* [WHAT IS BEING ASKED]
What lines of the data below hold "available"? Show them.

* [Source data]

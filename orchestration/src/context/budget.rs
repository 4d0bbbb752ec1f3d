//! Context budgeting — bounded compression for generation payloads.
//!
//! `build_context` output must stay within a fixed size budget regardless of
//! session length: the recent transcript window is kept verbatim and older
//! material is reduced to claim keys and exchange summaries. This is a hard
//! functional requirement — unbounded growth must never silently degrade or
//! fail a generation call.

use serde::{Deserialize, Serialize};

/// Trait for estimating token counts from text.
pub trait TokenEstimator: Send + Sync {
    /// Estimate the number of tokens in the given text.
    fn estimate(&self, text: &str) -> u32;

    /// Estimator name for logging.
    fn name(&self) -> &str;
}

/// Simple word-count based estimator (words × factor).
///
/// Uses the approximation of ~1.3 tokens per word for English text.
#[derive(Debug, Clone)]
pub struct WordCountEstimator {
    /// Tokens per word multiplier.
    pub factor: f64,
}

impl Default for WordCountEstimator {
    fn default() -> Self {
        Self { factor: 1.3 }
    }
}

impl TokenEstimator for WordCountEstimator {
    fn estimate(&self, text: &str) -> u32 {
        let word_count = text.split_whitespace().count();
        (word_count as f64 * self.factor).ceil() as u32
    }

    fn name(&self) -> &str {
        "word_count"
    }
}

/// Size budget for one assembled context payload.
#[derive(Debug, Clone, Serialize, Deserialize)]
pub struct ContextBudget {
    /// Maximum estimated tokens for the whole payload.
    pub max_tokens: u64,
    /// Preferred number of recent segments kept verbatim.
    pub recent_window: usize,
    /// Minimum recent segments kept verbatim even under pressure.
    pub min_recent: usize,
    /// Maximum profile observation lines included.
    pub max_profile_lines: usize,
}

impl Default for ContextBudget {
    fn default() -> Self {
        Self {
            max_tokens: 6_000,
            recent_window: 40,
            min_recent: 8,
            max_profile_lines: 12,
        }
    }
}

impl ContextBudget {
    /// Validate budget configuration.
    pub fn validate(&self) -> Result<(), String> {
        if self.min_recent == 0 || self.min_recent > self.recent_window {
            return Err(format!(
                "min_recent ({}) must be in 1..=recent_window ({})",
                self.min_recent, self.recent_window
            ));
        }
        if self.max_tokens == 0 {
            return Err("max_tokens must be positive".to_string());
        }
        Ok(())
    }

    /// Decide how many trailing segments to keep verbatim.
    ///
    /// `segment_tokens` lists the estimated tokens per segment in append
    /// order; `reserved` is the token cost of everything else in the payload
    /// (claims, summaries, profile). The window shrinks from `recent_window`
    /// down to `min_recent` until the verbatim portion fits the remainder of
    /// the budget.
    pub fn verbatim_window(&self, segment_tokens: &[u32], reserved: u64) -> usize {
        let available = self.max_tokens.saturating_sub(reserved);
        let mut window = self.recent_window.min(segment_tokens.len());

        while window > self.min_recent {
            let cost: u64 = segment_tokens[segment_tokens.len() - window..]
                .iter()
                .map(|&t| t as u64)
                .sum();
            if cost <= available {
                break;
            }
            window -= 1;
        }

        window.min(segment_tokens.len())
    }
}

* [EXERCISE RESPONSE]
        let available = self.max_tokens.saturating_sub(reserved);
            if cost <= available {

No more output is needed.